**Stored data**
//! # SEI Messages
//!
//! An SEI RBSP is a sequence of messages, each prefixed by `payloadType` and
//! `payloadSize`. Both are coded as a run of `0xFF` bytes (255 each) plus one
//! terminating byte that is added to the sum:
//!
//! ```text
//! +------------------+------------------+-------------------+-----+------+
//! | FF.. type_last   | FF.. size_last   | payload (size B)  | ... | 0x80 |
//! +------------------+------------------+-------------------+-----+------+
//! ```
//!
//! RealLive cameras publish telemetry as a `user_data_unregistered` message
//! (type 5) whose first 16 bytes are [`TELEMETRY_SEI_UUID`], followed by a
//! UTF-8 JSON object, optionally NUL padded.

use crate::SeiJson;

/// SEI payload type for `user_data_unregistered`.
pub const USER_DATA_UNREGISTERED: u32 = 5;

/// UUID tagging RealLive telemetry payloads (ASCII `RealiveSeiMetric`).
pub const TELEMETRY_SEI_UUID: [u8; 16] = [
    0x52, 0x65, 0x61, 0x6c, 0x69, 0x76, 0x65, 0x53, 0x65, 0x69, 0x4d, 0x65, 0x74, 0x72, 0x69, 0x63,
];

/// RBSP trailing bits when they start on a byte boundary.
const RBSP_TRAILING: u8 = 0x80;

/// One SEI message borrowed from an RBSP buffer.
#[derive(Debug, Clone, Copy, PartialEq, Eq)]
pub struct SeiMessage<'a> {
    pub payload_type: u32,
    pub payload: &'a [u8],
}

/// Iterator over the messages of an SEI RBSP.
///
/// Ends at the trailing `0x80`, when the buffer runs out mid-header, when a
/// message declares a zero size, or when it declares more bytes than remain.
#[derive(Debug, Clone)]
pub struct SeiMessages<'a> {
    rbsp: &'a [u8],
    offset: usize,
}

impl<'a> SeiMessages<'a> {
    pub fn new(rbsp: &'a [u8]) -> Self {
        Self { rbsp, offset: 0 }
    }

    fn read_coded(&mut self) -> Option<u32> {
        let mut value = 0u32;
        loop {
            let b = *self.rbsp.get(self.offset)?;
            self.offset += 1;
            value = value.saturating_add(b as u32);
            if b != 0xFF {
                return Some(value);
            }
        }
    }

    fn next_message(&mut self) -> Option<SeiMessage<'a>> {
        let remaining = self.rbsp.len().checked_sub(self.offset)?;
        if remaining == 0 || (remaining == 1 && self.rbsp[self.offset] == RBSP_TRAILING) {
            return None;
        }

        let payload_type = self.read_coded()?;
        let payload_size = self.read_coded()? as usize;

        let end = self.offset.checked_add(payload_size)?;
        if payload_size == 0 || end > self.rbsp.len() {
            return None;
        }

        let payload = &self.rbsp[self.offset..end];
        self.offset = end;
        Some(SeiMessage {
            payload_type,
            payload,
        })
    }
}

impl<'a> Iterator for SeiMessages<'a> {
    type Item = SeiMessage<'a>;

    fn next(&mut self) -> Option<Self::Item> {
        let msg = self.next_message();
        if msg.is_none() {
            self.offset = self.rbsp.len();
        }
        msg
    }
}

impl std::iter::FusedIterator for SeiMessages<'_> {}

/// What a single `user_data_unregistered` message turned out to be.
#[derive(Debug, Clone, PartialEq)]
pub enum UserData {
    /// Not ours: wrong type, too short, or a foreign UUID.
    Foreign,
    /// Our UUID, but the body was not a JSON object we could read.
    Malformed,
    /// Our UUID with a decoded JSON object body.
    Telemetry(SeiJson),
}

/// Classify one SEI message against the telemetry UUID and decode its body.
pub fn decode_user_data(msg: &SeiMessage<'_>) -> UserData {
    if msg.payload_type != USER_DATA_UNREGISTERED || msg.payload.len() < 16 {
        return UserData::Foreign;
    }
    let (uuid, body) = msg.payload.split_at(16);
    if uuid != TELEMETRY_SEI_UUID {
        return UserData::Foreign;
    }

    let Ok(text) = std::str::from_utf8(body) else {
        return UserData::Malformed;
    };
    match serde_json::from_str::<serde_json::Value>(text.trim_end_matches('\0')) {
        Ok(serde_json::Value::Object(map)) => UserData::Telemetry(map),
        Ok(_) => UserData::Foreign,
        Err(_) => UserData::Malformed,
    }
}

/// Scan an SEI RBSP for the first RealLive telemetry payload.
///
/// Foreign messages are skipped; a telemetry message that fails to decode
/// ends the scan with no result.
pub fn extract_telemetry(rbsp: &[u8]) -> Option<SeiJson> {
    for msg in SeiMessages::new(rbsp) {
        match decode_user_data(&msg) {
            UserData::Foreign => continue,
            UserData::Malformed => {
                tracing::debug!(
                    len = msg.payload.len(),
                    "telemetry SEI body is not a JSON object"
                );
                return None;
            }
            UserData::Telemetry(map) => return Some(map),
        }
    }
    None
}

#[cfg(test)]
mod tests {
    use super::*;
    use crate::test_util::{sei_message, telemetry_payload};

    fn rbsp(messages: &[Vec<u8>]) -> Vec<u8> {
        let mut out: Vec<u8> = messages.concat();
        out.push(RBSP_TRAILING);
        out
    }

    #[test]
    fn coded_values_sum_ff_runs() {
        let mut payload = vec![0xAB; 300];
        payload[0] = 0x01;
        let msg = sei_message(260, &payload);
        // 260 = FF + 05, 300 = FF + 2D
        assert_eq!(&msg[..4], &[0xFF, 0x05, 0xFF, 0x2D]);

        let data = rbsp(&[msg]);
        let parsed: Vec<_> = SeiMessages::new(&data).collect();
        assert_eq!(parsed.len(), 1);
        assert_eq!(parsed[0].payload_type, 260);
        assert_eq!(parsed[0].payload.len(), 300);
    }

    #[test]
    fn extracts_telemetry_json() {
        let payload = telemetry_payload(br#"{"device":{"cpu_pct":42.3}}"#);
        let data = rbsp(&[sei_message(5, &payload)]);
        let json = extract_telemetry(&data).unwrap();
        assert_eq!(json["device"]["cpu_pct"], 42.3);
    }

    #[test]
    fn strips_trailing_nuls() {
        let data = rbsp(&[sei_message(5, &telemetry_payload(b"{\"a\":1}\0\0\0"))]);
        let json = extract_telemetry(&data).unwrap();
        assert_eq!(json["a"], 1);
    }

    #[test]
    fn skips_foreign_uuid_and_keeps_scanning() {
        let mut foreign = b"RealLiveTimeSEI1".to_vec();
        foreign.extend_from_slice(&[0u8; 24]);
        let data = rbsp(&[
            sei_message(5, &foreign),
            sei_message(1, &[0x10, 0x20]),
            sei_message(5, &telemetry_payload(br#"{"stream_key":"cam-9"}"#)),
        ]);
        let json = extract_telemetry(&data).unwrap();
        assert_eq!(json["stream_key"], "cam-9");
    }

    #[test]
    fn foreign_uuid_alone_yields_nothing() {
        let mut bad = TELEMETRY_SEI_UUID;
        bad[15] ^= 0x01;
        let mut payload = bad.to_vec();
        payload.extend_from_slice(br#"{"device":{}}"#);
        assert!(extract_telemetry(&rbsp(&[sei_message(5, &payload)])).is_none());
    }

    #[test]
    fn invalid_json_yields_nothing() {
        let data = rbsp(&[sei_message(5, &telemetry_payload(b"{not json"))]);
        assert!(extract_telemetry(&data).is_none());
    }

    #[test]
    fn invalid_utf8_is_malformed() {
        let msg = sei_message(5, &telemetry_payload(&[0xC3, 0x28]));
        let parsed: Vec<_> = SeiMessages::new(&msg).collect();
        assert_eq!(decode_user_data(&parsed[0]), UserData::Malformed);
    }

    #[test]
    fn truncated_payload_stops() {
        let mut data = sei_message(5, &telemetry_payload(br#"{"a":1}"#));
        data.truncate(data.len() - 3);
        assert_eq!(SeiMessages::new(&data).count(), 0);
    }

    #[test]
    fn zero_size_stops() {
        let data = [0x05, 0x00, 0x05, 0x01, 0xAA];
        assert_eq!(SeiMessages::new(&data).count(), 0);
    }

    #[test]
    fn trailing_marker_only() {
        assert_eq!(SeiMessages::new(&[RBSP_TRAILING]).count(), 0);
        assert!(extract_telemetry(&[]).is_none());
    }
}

**Task requirements**
All that is wanted is the run of lines from the start of the data through the line containing "let b = *self.rbsp.get(self.offset)?;", copied word for word.

**Completed exercise**
//! # SEI Messages
//!
//! An SEI RBSP is a sequence of messages, each prefixed by `payloadType` and
//! `payloadSize`. Both are coded as a run of `0xFF` bytes (255 each) plus one
//! terminating byte that is added to the sum:
//!
//! ```text
//! +------------------+------------------+-------------------+-----+------+
//! | FF.. type_last   | FF.. size_last   | payload (size B)  | ... | 0x80 |
//! +------------------+------------------+-------------------+-----+------+
//! ```
//!
//! RealLive cameras publish telemetry as a `user_data_unregistered` message
//! (type 5) whose first 16 bytes are [`TELEMETRY_SEI_UUID`], followed by a
//! UTF-8 JSON object, optionally NUL padded.

use crate::SeiJson;

/// SEI payload type for `user_data_unregistered`.
pub const USER_DATA_UNREGISTERED: u32 = 5;

/// UUID tagging RealLive telemetry payloads (ASCII `RealiveSeiMetric`).
pub const TELEMETRY_SEI_UUID: [u8; 16] = [
    0x52, 0x65, 0x61, 0x6c, 0x69, 0x76, 0x65, 0x53, 0x65, 0x69, 0x4d, 0x65, 0x74, 0x72, 0x69, 0x63,
];

/// RBSP trailing bits when they start on a byte boundary.
const RBSP_TRAILING: u8 = 0x80;

/// One SEI message borrowed from an RBSP buffer.
#[derive(Debug, Clone, Copy, PartialEq, Eq)]
pub struct SeiMessage<'a> {
    pub payload_type: u32,
    pub payload: &'a [u8],
}

/// Iterator over the messages of an SEI RBSP.
///
/// Ends at the trailing `0x80`, when the buffer runs out mid-header, when a
/// message declares a zero size, or when it declares more bytes than remain.
#[derive(Debug, Clone)]
pub struct SeiMessages<'a> {
    rbsp: &'a [u8],
    offset: usize,
}

impl<'a> SeiMessages<'a> {
    pub fn new(rbsp: &'a [u8]) -> Self {
        Self { rbsp, offset: 0 }
    }

    fn read_coded(&mut self) -> Option<u32> {
        let mut value = 0u32;
        loop {
            let b = *self.rbsp.get(self.offset)?;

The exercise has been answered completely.